Nè meno ricche eran le portantine, graziosi ninnoli al paragone
delle carrozze, di seta, d’oro, di pitture, trasportate da servi in magnifiche livree, circondate anch’esse da volanti. Fra esse se ne vedeva
qualcuna più semplice, anzi sobria; o era da nolo, o apparteneva a
qualche medico o prete.
Una passeggiata in quel principio di secolo aveva dunque un
aspetto di magnificenza e di ricchezza, e una varietà di colori e di luccichii, di cui difficilmente oggi possiamo farci un’idea.
In mezzo a questa magnificenza s’insinuava talvolta qualche carretto, o qualche “retina” di muli carichi o di sacchi di frumento o di
otri, che attardatisi per la strada, giungevano in Palermo sul tramonto;
e si fermavano dinanzi una taverna. I lacchè, insolenti e soverchiatori,
ributtavano da una parte carri e muli, quando non facevano in tempo
a lasciar libero il passo; nè si davan pensiero se qualche sacco andava
per terra, e il grano si spandeva.
Appunto nell’ora del passeggio, e quando più risplendeva la
pompa lussureggiante dei signori, un pomeriggio di settembre del
1713 scendeva dalla strada di Monreale verso Palermo un giovane
cavaliere, il cui assetto stonava maledettamente con quell’apparato
di ricchezza, e più con l’espressione del volto.

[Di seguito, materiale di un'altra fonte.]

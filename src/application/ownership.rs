use crate::domain::{DomainError, Principal};
use tracing::warn;
use uuid::Uuid;

/// Fails with `Forbidden` when the principal does not own the targeted
/// resource. `resource` names what was targeted, e.g. "bank account
/// details", and is only used in the error message.
pub fn require_owner(
    principal: &Principal,
    resource_owner_id: Uuid,
    resource: &str,
) -> Result<(), DomainError> {
    if principal.user_id != resource_owner_id {
        warn!(
            "User {} denied access to {} owned by {}",
            principal.user_id, resource, resource_owner_id
        );
        return Err(DomainError::Forbidden(format!(
            "The user is not allowed to access the {}.",
            resource
        )));
    }
    Ok(())
}
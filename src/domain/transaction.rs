use crate::domain::DomainError;
use chrono::{DateTime, Utc};
use rust_decimal::Decimal;
use rust_decimal_macros::dec;
use serde::{Deserialize, Serialize};
use strum_macros::{Display, EnumString};
use uuid::Uuid;

/// Free-text references are capped at the column width.
pub const MAX_REFERENCE_LEN: usize = 255;

#[derive(Debug, Clone, Copy, PartialEq, Eq, Serialize, Deserialize, Display, EnumString)]
#[serde(rename_all = "SCREAMING_SNAKE_CASE")]
#[strum(serialize_all = "SCREAMING_SNAKE_CASE")]
pub enum TransactionType {
    Deposit,
    Withdrawal,
}

/// A ledger entry. Append-only: never updated or deleted once persisted.
#[derive(Debug, Clone, Serialize, Deserialize, PartialEq)]
pub struct Transaction {
    pub id: i64,
    pub account_id: Uuid,
    pub amount: Decimal,
    pub currency: String,
    pub transaction_type: TransactionType,
    pub reference: Option<String>,
    pub created_at: DateTime<Utc>,
}

/// A transaction the ledger has validated but not yet persisted.
#[derive(Debug, Clone)]
pub struct NewTransaction {
    pub account_id: Uuid,
    pub amount: Decimal,
    pub currency: String,
    pub transaction_type: TransactionType,
    pub reference: Option<String>,
    pub created_at: DateTime<Utc>,
}

/// Monetary amounts must be strictly positive and carry at most two
/// decimal places.
pub fn validate_amount(amount: Decimal) -> Result<(), DomainError> {
    if amount < dec!(0.01) {
        return Err(DomainError::InvalidArgument(
            "Amount must be positive.".to_string(),
        ));
    }
    if amount.normalize().scale() > 2 {
        return Err(DomainError::InvalidArgument(
            "Amount must have at most 2 decimal places.".to_string(),
        ));
    }
    Ok(())
}

pub fn validate_reference(reference: Option<&str>) -> Result<(), DomainError> {
    if let Some(reference) = reference {
        if reference.chars().count() > MAX_REFERENCE_LEN {
            return Err(DomainError::InvalidArgument(
                "Reference cannot exceed 255 characters.".to_string(),
            ));
        }
    }
    Ok(())
}

/// Transaction ids are numeric; anything else is malformed input, not a
/// missing resource.
pub fn parse_transaction_id(raw: &str) -> Result<i64, DomainError> {
    if raw.trim().is_empty() {
        return Err(DomainError::InvalidArgument(
            "Transaction ID cannot be empty.".to_string(),
        ));
    }
    raw.trim().parse::<i64>().map_err(|_| {
        DomainError::InvalidArgument(
            "Invalid transaction ID format. Must be a valid number.".to_string(),
        )
    })
}
use chrono::{DateTime, Utc};
use serde::{Deserialize, Serialize};
use uuid::Uuid;

/// The authenticated caller identity, resolved outside the core and
/// passed explicitly into every operation that needs one.
#[derive(Debug, Clone, Copy, PartialEq, Eq)]
pub struct Principal {
    pub user_id: Uuid,
}

impl Principal {
    pub fn new(user_id: Uuid) -> Self {
        Principal { user_id }
    }
}

#[derive(Debug, Clone, Serialize, Deserialize, PartialEq, Default)]
#[serde(rename_all = "camelCase")]
pub struct Address {
    pub line1: String,
    pub line2: Option<String>,
    pub line3: Option<String>,
    pub town: String,
    pub county: Option<String>,
    pub postcode: String,
}

#[derive(Debug, Clone, Serialize, Deserialize, PartialEq)]
pub struct User {
    pub id: Uuid,
    pub email: String,
    /// Argon2 hash; the core never sees the plaintext credential.
    pub password_hash: String,
    pub name: String,
    pub address: Address,
    pub phone_number: String,
    pub created_at: DateTime<Utc>,
    pub updated_at: DateTime<Utc>,
}

impl User {
    pub fn new(
        email: String,
        password_hash: String,
        name: String,
        address: Address,
        phone_number: String,
    ) -> Self {
        let now = Utc::now();
        User {
            id: Uuid::new_v4(),
            email,
            password_hash,
            name,
            address,
            phone_number,
            created_at: now,
            updated_at: now,
        }
    }
}
use crate::domain::DomainError;
use chrono::{DateTime, Utc};
use rust_decimal::Decimal;
use serde::{Deserialize, Serialize};
use strum_macros::{Display, EnumString};
use uuid::Uuid;

/// Sort code shared by every account this service issues.
pub const SORT_CODE: &str = "10-10-10";
/// All accounts are opened in GBP; multi-currency is out of scope.
pub const ACCOUNT_CURRENCY: &str = "GBP";

#[derive(Debug, Clone, Copy, PartialEq, Eq, Serialize, Deserialize, Display, EnumString)]
#[serde(rename_all = "SCREAMING_SNAKE_CASE")]
#[strum(serialize_all = "SCREAMING_SNAKE_CASE")]
pub enum AccountType {
    Personal,
    Business,
}

#[derive(Debug, Clone, Serialize, Deserialize, PartialEq)]
pub struct Account {
    pub id: Uuid,
    pub account_number: String,
    pub sort_code: String,
    pub name: String,
    pub account_type: AccountType,
    pub balance: Decimal,
    pub currency: String,
    pub is_deleted: bool,
    /// Owning user; the relation is an id, never a live back-reference.
    pub owner_id: Uuid,
    pub created_at: DateTime<Utc>,
    pub updated_at: DateTime<Utc>,
}

impl Account {
    /// Opens a fresh account: zero balance, GBP, shared sort code.
    pub fn open(
        account_number: String,
        name: String,
        account_type: AccountType,
        owner_id: Uuid,
    ) -> Self {
        let now = Utc::now();
        Account {
            id: Uuid::new_v4(),
            account_number,
            sort_code: SORT_CODE.to_string(),
            name,
            account_type,
            balance: Decimal::ZERO,
            currency: ACCOUNT_CURRENCY.to_string(),
            is_deleted: false,
            owner_id,
            created_at: now,
            updated_at: now,
        }
    }

    pub fn has_zero_balance(&self) -> bool {
        self.balance == Decimal::ZERO
    }
}

/// Rejects blank account numbers before any lookup is attempted.
pub fn require_account_number(account_number: &str) -> Result<(), DomainError> {
    if account_number.trim().is_empty() {
        return Err(DomainError::InvalidArgument(
            "Account number cannot be empty.".to_string(),
        ));
    }
    Ok(())
}
use crate::domain::{Account, AccountType, DomainError};
use crate::infrastructure::postgres::{is_unique_violation, map_sqlx_error};
use crate::infrastructure::repository::AccountRepositoryTrait;
use async_trait::async_trait;
use chrono::{DateTime, Utc};
use rust_decimal::Decimal;
use sqlx::{FromRow, PgPool};
use std::str::FromStr;
use uuid::Uuid;

const ACCOUNT_NUMBER_CONSTRAINT: &str = "bank_accounts_account_number_key";

const ACCOUNT_COLUMNS: &str = "id, account_number, sort_code, name, account_type, balance, \
     currency, is_deleted, owner_id, created_at, updated_at";

#[derive(Debug, FromRow)]
struct AccountRow {
    id: Uuid,
    account_number: String,
    sort_code: String,
    name: String,
    account_type: String,
    balance: Decimal,
    currency: String,
    is_deleted: bool,
    owner_id: Uuid,
    created_at: DateTime<Utc>,
    updated_at: DateTime<Utc>,
}

impl TryFrom<AccountRow> for Account {
    type Error = DomainError;

    fn try_from(row: AccountRow) -> Result<Self, Self::Error> {
        let account_type = AccountType::from_str(&row.account_type)
            .map_err(|_| DomainError::unexpected(format!("unknown account type '{}' for account {}", row.account_type, row.id)))?;
        Ok(Account {
            id: row.id,
            account_number: row.account_number,
            sort_code: row.sort_code,
            name: row.name,
            account_type,
            balance: row.balance,
            currency: row.currency,
            is_deleted: row.is_deleted,
            owner_id: row.owner_id,
            created_at: row.created_at,
            updated_at: row.updated_at,
        })
    }
}

#[derive(Clone)]
pub struct AccountRepository {
    pool: PgPool,
}

impl AccountRepository {
    pub fn new(pool: PgPool) -> Self {
        Self { pool }
    }
}

#[async_trait]
impl AccountRepositoryTrait for AccountRepository {
    async fn insert(&self, account: &Account) -> Result<(), DomainError> {
        sqlx::query(
            "INSERT INTO bank_accounts \
             (id, account_number, sort_code, name, account_type, balance, currency, is_deleted, owner_id, created_at, updated_at) \
             VALUES ($1, $2, $3, $4, $5, $6, $7, $8, $9, $10, $11)",
        )
        .bind(account.id)
        .bind(&account.account_number)
        .bind(&account.sort_code)
        .bind(&account.name)
        .bind(account.account_type.to_string())
        .bind(account.balance)
        .bind(&account.currency)
        .bind(account.is_deleted)
        .bind(account.owner_id)
        .bind(account.created_at)
        .bind(account.updated_at)
        .execute(&self.pool)
        .await
        .map_err(|e| {
            if is_unique_violation(&e, ACCOUNT_NUMBER_CONSTRAINT) {
                DomainError::Conflict(format!(
                    "Account number {} is already in use.",
                    account.account_number
                ))
            } else {
                map_sqlx_error(e)
            }
        })?;
        Ok(())
    }

    async fn find_active_by_number(
        &self,
        account_number: &str,
    ) -> Result<Option<Account>, DomainError> {
        let row = sqlx::query_as::<_, AccountRow>(&format!(
            "SELECT {ACCOUNT_COLUMNS} FROM bank_accounts \
             WHERE account_number = $1 AND is_deleted = FALSE",
        ))
        .bind(account_number)
        .fetch_optional(&self.pool)
        .await
        .map_err(map_sqlx_error)?;
        row.map(Account::try_from).transpose()
    }

    async fn find_active_by_owner(&self, owner_id: Uuid) -> Result<Vec<Account>, DomainError> {
        let rows = sqlx::query_as::<_, AccountRow>(&format!(
            "SELECT {ACCOUNT_COLUMNS} FROM bank_accounts \
             WHERE owner_id = $1 AND is_deleted = FALSE ORDER BY created_at",
        ))
        .bind(owner_id)
        .fetch_all(&self.pool)
        .await
        .map_err(map_sqlx_error)?;
        rows.into_iter().map(Account::try_from).collect()
    }

    async fn number_in_use(&self, account_number: &str) -> Result<bool, DomainError> {
        // Deliberately unfiltered: deleted accounts keep their number forever.
        sqlx::query_scalar::<_, bool>(
            "SELECT EXISTS(SELECT 1 FROM bank_accounts WHERE account_number = $1)",
        )
        .bind(account_number)
        .fetch_one(&self.pool)
        .await
        .map_err(map_sqlx_error)
    }

    async fn update_details(&self, account: &Account) -> Result<Account, DomainError> {
        let row = sqlx::query_as::<_, AccountRow>(&format!(
            "UPDATE bank_accounts SET name = $2, account_type = $3, updated_at = $4 \
             WHERE id = $1 AND is_deleted = FALSE \
             RETURNING {ACCOUNT_COLUMNS}",
        ))
        .bind(account.id)
        .bind(&account.name)
        .bind(account.account_type.to_string())
        .bind(Utc::now())
        .fetch_optional(&self.pool)
        .await
        .map_err(map_sqlx_error)?;
        row.map(Account::try_from)
            .transpose()?
            .ok_or_else(|| DomainError::NotFound("Bank account was not found.".to_string()))
    }

    async fn mark_deleted(&self, id: Uuid) -> Result<(), DomainError> {
        let result = sqlx::query(
            "UPDATE bank_accounts SET is_deleted = TRUE, updated_at = $2 \
             WHERE id = $1 AND is_deleted = FALSE",
        )
        .bind(id)
        .bind(Utc::now())
        .execute(&self.pool)
        .await
        .map_err(map_sqlx_error)?;
        if result.rows_affected() == 0 {
            return Err(DomainError::NotFound(
                "Bank account was not found.".to_string(),
            ));
        }
        Ok(())
    }
}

Entrando in mezzo al lusso degli equidaggi, tra i bei cavalli caracollanti, cavalcati da giovani signori azzimati, profumati, inappuntabili, il giovane cavaliere non sembrò vergognarsi, ma tentando coi
lunghi sproni e con certi strettoni delle redini di infondere un po’ di
vivacità alla sua rozza stanca, infangata, teneva il capo eretto con aria
spavalda e quasi di sfida, senza curarsi degli sguardi curiosi e beffardi
e dei motteggi salati, coi quali era accolto il suo passaggio.